START Provided information

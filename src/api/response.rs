//! Response envelopes. Every body carries `success`; successful calls add
//! `data` and/or `message`, failures add `errors` when there are field
//! problems to report.

use actix_web::HttpResponse;
use actix_web::http::StatusCode;
use serde::Serialize;
use utoipa::ToSchema;

use crate::model::account::PublicAccount;
use crate::model::employee::Employee;
use crate::query::{EmployeeStats, Pagination};
use crate::validation::FieldError;

#[derive(Serialize, ToSchema)]
pub struct ErrorResponse {
    #[schema(example = false)]
    pub success: bool,
    #[schema(example = "Validation failed")]
    pub message: String,
    #[serde(skip_serializing_if = "Option::is_none")]
    pub errors: Option<Vec<FieldError>>,
}

impl ErrorResponse {
    pub fn new(message: impl Into<String>) -> Self {
        Self {
            success: false,
            message: message.into(),
            errors: None,
        }
    }

    pub fn with_errors(message: impl Into<String>, errors: Vec<FieldError>) -> Self {
        Self {
            success: false,
            message: message.into(),
            errors: Some(errors),
        }
    }
}

#[derive(Serialize, ToSchema)]
pub struct MessageResponse {
    #[schema(example = true)]
    pub success: bool,
    #[schema(example = "Employee deleted successfully")]
    pub message: String,
}

#[derive(Serialize, ToSchema)]
pub struct LoginData {
    pub token: String,
    pub user: PublicAccount,
}

#[derive(Serialize, ToSchema)]
pub struct LoginResponse {
    pub success: bool,
    #[schema(example = "Login successful")]
    pub message: String,
    pub data: LoginData,
}

#[derive(Serialize, ToSchema)]
pub struct ProfileData {
    pub user: PublicAccount,
}

#[derive(Serialize, ToSchema)]
pub struct ProfileResponse {
    pub success: bool,
    #[serde(skip_serializing_if = "Option::is_none")]
    pub message: Option<String>,
    pub data: ProfileData,
}

#[derive(Serialize, ToSchema)]
pub struct EmployeeData {
    pub employee: Employee,
}

#[derive(Serialize, ToSchema)]
pub struct EmployeeResponse {
    pub success: bool,
    #[serde(skip_serializing_if = "Option::is_none")]
    #[schema(example = "Employee created successfully")]
    pub message: Option<String>,
    pub data: EmployeeData,
}

#[derive(Serialize, ToSchema)]
pub struct EmployeeListData {
    pub employees: Vec<Employee>,
    pub pagination: Pagination,
}

#[derive(Serialize, ToSchema)]
pub struct EmployeeListResponse {
    pub success: bool,
    pub data: EmployeeListData,
}

#[derive(Serialize, ToSchema)]
pub struct StatsResponse {
    pub success: bool,
    pub data: EmployeeStats,
}

pub fn message(status: StatusCode, message: &str) -> HttpResponse {
    HttpResponse::build(status).json(MessageResponse {
        success: true,
        message: message.to_string(),
    })
}

pub fn employee(status: StatusCode, message: Option<&str>, employee: Employee) -> HttpResponse {
    HttpResponse::build(status).json(EmployeeResponse {
        success: true,
        message: message.map(str::to_string),
        data: EmployeeData { employee },
    })
}

pub fn profile(message: Option<&str>, user: PublicAccount) -> HttpResponse {
    HttpResponse::Ok().json(ProfileResponse {
        success: true,
        message: message.map(str::to_string),
        data: ProfileData { user },
    })
}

END Provided information

:: What to work on ::
For each line of the material that includes the word "FieldError", make a copy.

:: Exercise output ::
use crate::validation::FieldError;
    pub errors: Option<Vec<FieldError>>,
    pub fn with_errors(message: impl Into<String>, errors: Vec<FieldError>) -> Self {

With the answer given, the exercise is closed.